Out of curiosity, I worked out the carry bit for the addition of two 8-bit symbolic words, a[7]…a[0] and b[7]…b[0].

I intend to work out some method of intelligently re-collapsing common subexpressions.

For all I know, that’ll be a non-effective, circular endeavor; i.e. what I started with might be no more complex than whatever end result I come up with.

I am currently mucking around with what I call ‘tree expressions’: a complex expression gets reduced to a tree of

expression = symbol . primarySubTree | secondarySubtree

where symbol is an atomic symbolic bit (e.g. either ‘x’ or ‘!x’), and both primarySubTree and secondarySubTree don’t contain that symbol.

I.e. I first simplify the expression to a list of terms, each term a ‘flat’ list of symbolic factors.

a.b.c | a.b.!c | a.!b.d … | b.c.d | … or whatever

then find the most common symbol (e.g. a), and convert the expression to

a.(b.c | b.!c | !b.d…) | (b.c.d | …)

then repeat recursively on both subtree, until everything is either expressed as a tree or of a simpler form.

To get a feel for how re-collapsing would work: I let my program express the carry as a tree expression, then manually reduced the carry expression to (using lower case x, y, … for intermediate results):

x = a[7].!b[7] | !a[7].b[7]
y = x.(a[6] | b[6])
z = y.(a[5] | b[5])
t = z.(a[4] | b[4])
u = t.(a[3] | b[3])
v = u.(a[2] | b[2])
w = v.(a[1] | b[1])
carry = a[0].b[0].w | a[1].b[1].v | a[2].b[2].u | a[3].b[3].t | a[4].b[4].z | a[5].b[5].y | a[6].b[6].x | a[7].b[7]
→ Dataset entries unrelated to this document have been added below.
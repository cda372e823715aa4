//! Platform adapter layer
//!
//! An adapter speaks one chat protocol (identified by its platform tag) on
//! behalf of every connected account of that platform.

pub mod accounts;
pub mod mock;
pub mod onebot;
pub mod registry;
pub mod traits;

pub use accounts::AccountDirectory;
pub use mock::{MockAdapter, MockCall};
pub use onebot::OneBotAdapter;
pub use registry::AdapterRegistry;
pub use traits::{AdapterError, ErasedPlatformAdapter, PlatformAdapter};
use super::traits::ErasedPlugin;
use super::{Capability, Plugin, PluginContext, PluginError, PluginMetadata, PluginState};
use std::sync::Arc;
use tokio::sync::Mutex;

/// A plugin handed out to the event loop after initialization
pub type SharedPlugin = Arc<Mutex<Box<dyn ErasedPlugin>>>;

/// Entry in the registry tracking a plugin and its state
struct PluginEntry {
    plugin: Box<dyn ErasedPlugin>,
    state: PluginState,
}

/// Manages plugin lifecycle and discovery
pub struct PluginRegistry {
    plugins: Vec<PluginEntry>,
}

impl PluginRegistry {
    pub fn new() -> Self {
        Self {
            plugins: Vec::new(),
        }
    }

    /// Register a plugin. It starts in Created state.
    pub fn register<P: Plugin + 'static>(&mut self, plugin: P) {
        self.plugins.push(PluginEntry {
            plugin: Box::new(plugin),
            state: PluginState::Created,
        });
    }

    /// Initialize all registered plugins in registration order.
    ///
    /// Stops at the first failure; the failing plugin is left in `Failed`.
    pub async fn init_all(&mut self, ctx: &PluginContext) -> Result<(), PluginError> {
        for entry in &mut self.plugins {
            if let Err(e) = entry.plugin.init(ctx).await {
                entry.state = PluginState::Failed;
                return Err(e);
            }
            entry.state = PluginState::Initialized;
        }
        Ok(())
    }

    /// Move all plugins out of the registry so they can be driven from tasks.
    pub fn take_plugins(&mut self) -> Vec<(PluginMetadata, SharedPlugin)> {
        self.plugins
            .drain(..)
            .map(|entry| {
                let metadata = entry.plugin.metadata();
                (metadata, Arc::new(Mutex::new(entry.plugin)))
            })
            .collect()
    }

    /// Get plugin metadata and state by name
    pub fn get_by_name(&self, name: &str) -> Option<(PluginMetadata, PluginState)> {
        self.plugins
            .iter()
            .find(|e| e.plugin.metadata().name == name)
            .map(|e| (e.plugin.metadata(), e.state))
    }

    /// Get metadata for all plugins with a given capability
    pub fn get_by_capability(&self, cap: &Capability) -> Vec<(PluginMetadata, PluginState)> {
        self.plugins
            .iter()
            .filter(|e| e.plugin.metadata().capabilities.contains(cap))
            .map(|e| (e.plugin.metadata(), e.state))
            .collect()
    }

    /// Number of registered plugins
    pub fn len(&self) -> usize {
        self.plugins.len()
    }

    pub fn is_empty(&self) -> bool {
        self.plugins.is_empty()
    }

    /// Get the state of a plugin by name
    pub fn state_of(&self, name: &str) -> Option<PluginState> {
        self.plugins
            .iter()
            .find(|e| e.plugin.metadata().name == name)
            .map(|e| e.state)
    }
}

impl Default for PluginRegistry {
    fn default() -> Self {
        Self::new()
    }
}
which has a nice symmetry to it.

The ‘normal’ carry expressions work out as follows (using upper case X, Y,… for intermediate results):

X = a[0].b[0]
Y = a[1].b[1] | X.(a[1].!b[1] | !a[1].b[1])
Z = a[2].b[2] | Y.(a[2].!b[2] | !a[2].b[2])
T = a[3].b[3] | Z.(a[3].!b[3] | !a[3].b[3])
U = a[4].b[4] | T.(a[4].!b[4] | !a[4].b[4])
V = a[5].b[5] | U.(a[5].!b[5] | !a[5].b[5])
W = a[6].b[6] | V.(a[6].!b[6] | !a[6].b[6])
carry = a[7].b[7] | W.(a[7].!b[7] | !a[7].b[7])

which seems to be about the same complexity.

Note: If we write the XOR operator as ^, then a ^ b == (a.!b | !a.b)

This is the same, using the XOR operator:

x = a[7] ^ b[7]
y = x.(a[6] | b[6])
z = y.(a[5] | b[5])
t = z.(a[4] | b[4])
u = t.(a[3] | b[3])
v = u.(a[2] | b[2])
w = v.(a[1] | b[1])
carry = a[0].b[0].w | a[1].b[1].v | a[2].b[2].u | a[3].b[3].t | a[4].b[4].z | a[5].b[5].y | a[6].b[6].x | a[7].b[7]

The ‘normal’ carry expressions:

X = a[0].b[0]
Y = a[1].b[1] | X.(a[1] ^ b[1])
Z = a[2].b[2] | Y.(a[2] ^ b[2])
T = a[3].b[3] | Z.(a[3] ^ b[3])
U = a[4].b[4] | T.(a[4] ^ b[4])
V = a[5].b[5] | U.(a[5] ^ b[5])
W = a[6].b[6] | V.(a[6] ^ b[6])
carry = a[7].b[7] | W.(a[7] ^ b[7])

What I like about the new form is that it starts down from the high bits. If we read it in pseudocody words, it says:

– if both a[7] and b[7] are set there is a carry (a[7].b[7] in the carry expression)
– else if a[7] and b[7] are clear there is no carry (x is 0, hence y, z,.. are all 0)
– else if a[6] or b[6] are set there is a carry (y is 1)
– else if a[5] or b[5] are set there is a carry (z is 1)

It’s not very exciting, and I don’t see any practical uses for it, but it’s satisfying to see that the program came up with a nice, symmetrical alternate expression for the carry.